About American Pacific Corporation
American Pacific is a chemical and aerospace company with the following products: (i) fine chemicals in the form of active pharmaceutical ingredients and registered intermediates, (ii) perchlorate chemicals used in space propulsion and other applications, (iii) liquid in-space propellant thrusters used for attitude control on satellites, (iv) Halotron, a clean fire extinguishing agent, (v) sodium azide and other energetic products used in various applications and (vi) water treatment equipment. Fine chemicals are produced at Ampac Fine Chemicals (AFC) in Rancho Cordova, California. Perchlorates and other energetic chemicals as well as Halotron and water treatment equipment (PSI) are manufactured at the Wecco division in Cedar City, Utah. The in-space propulsion business, Ampac-ISP, is located at Niagara, New York, and Westcott in the U.K. American Pacific also participates in a joint venture packaged explosive manufacturer, Energetic Systems, Inc. (ESI) with facilities in Hallowell, Kansas and Oklahoma City, Oklahoma. Additional information about American Pacific can be obtained by visiting the Company’s web site at www.apfc.com.

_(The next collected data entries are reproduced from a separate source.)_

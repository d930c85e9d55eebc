//! Platelink Core crate - shared types for the plate-recognition client.
//!
//! Holds the data model (statuses, plate reads, result batches), the
//! engine parameter blobs, the engine event protocol, the error taxonomy,
//! and TOML configuration. Everything here is plain data; behavior lives
//! in the engine and session crates.

pub mod config;
pub mod error;
pub mod events;
pub mod params;
pub mod types;

pub use config::PlatelinkConfig;
pub use error::{PlatelinkError, Result};
pub use events::EngineEvent;
pub use params::{DeviceParams, RecognitionParams};
pub use types::*;
use serde::{Deserialize, Serialize};

use crate::params::{DeviceParams, RecognitionParams};
use crate::types::{EngineStatus, ResultBatch};

/// Events delivered asynchronously by the engine over the callback channel.
///
/// Every session command has a matching completion variant; `Result`,
/// `SettingsChanged`, and `Disconnected` are unsolicited. Param payloads
/// are engine-authoritative copies — the session mirrors them into its
/// parameter store and never hands out the same instance twice.
#[derive(Clone, Debug, Serialize, Deserialize)]
#[non_exhaustive]
pub enum EngineEvent {
    /// Completion of `open()`. Carries the engine's current configuration
    /// and whether it is already recognizing (for another consumer).
    Opened {
        status: EngineStatus,
        device: DeviceParams,
        recognition: RecognitionParams,
        recognizing: bool,
    },

    /// Completion of `setup()`. Carries the device params actually applied.
    SetupComplete {
        status: EngineStatus,
        device: DeviceParams,
    },

    /// Completion of `begin_recognition()`.
    Started { status: EngineStatus },

    /// Completion of `end_recognition()`.
    Stopped { status: EngineStatus },

    /// Completion of `close()`.
    Closed { status: EngineStatus },

    /// One recognition event's plate reads plus the associated frame.
    Result {
        status: EngineStatus,
        batch: ResultBatch,
    },

    /// The engine's configuration changed out-of-band (e.g. via its own
    /// settings screen).
    SettingsChanged {
        device: DeviceParams,
        recognition: RecognitionParams,
    },

    /// The engine process terminated unexpectedly.
    Disconnected,
}

impl EngineEvent {
    /// Returns a stable event name for structured logging.
    pub fn event_name(&self) -> &'static str {
        match self {
            EngineEvent::Opened { .. } => "opened",
            EngineEvent::SetupComplete { .. } => "setup_complete",
            EngineEvent::Started { .. } => "started",
            EngineEvent::Stopped { .. } => "stopped",
            EngineEvent::Closed { .. } => "closed",
            EngineEvent::Result { .. } => "result",
            EngineEvent::SettingsChanged { .. } => "settings_changed",
            EngineEvent::Disconnected => "disconnected",
        }
    }
}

Risk Factors/Forward Looking Statements
The statements contained in this press release that are not purely historical are forward-looking statements within the meaning of the Private Securities Litigation Reform Act of 1995, Section 27A of the Securities Act of 1933 and Section 21E of the Securities Act of 1934. Such forward-looking statements involve known and unknown risks and uncertainties that could cause actual results of the Company, or industry results, to differ materially from any future results, performance, or achievements expressed or implied by such forward-looking statements. Factors that might cause such differences include, but are not limited to, the risk of any reduction or changes in NASA or U.S. government military spending, the loss of any one of our limited number of customers, the failure of continued appropriations by Congress for our customers’ existing or future U.S. government contracts, cost over-runs on our fixed price contracts, termination of the U.S. government contracts at its convenience, complex procurement regulations, environmental concerns, our substantial amount of debt, the restrictive debt covenants and the cost of servicing such debt, the ability to secure and maintain adequate liquidity to manage our operations, the hazardous nature of our product, the disruption of the supply of key raw materials, our inability to adapt to rapid technological changes, and risks associated with our acquisition of the AFC Business, including, but not limited to, integration risks and costs, the AFC Business not achieving expected financial results or synergies or otherwise perform as expected and the risks associated with the operations of the AFC Business, and the other risks and uncertainties detailed in the Company’s filings with the Securities and Exchange Commission. Readers of this release are referred to Risk Factors included in the Company’s Annual Report on Form 10-K for the year ended September 30, 2005, and Quarterly Report on From 10-Q for the quarter ended December 31, 2005, for further discussion of these and other factors that could affect future results. The forward-looking statements contained in this news release are made as of the date hereof and American Pacific assumes no obligation to update for actual results or to update the reasons why actual results could differ materially from those projected in the forward-looking statements.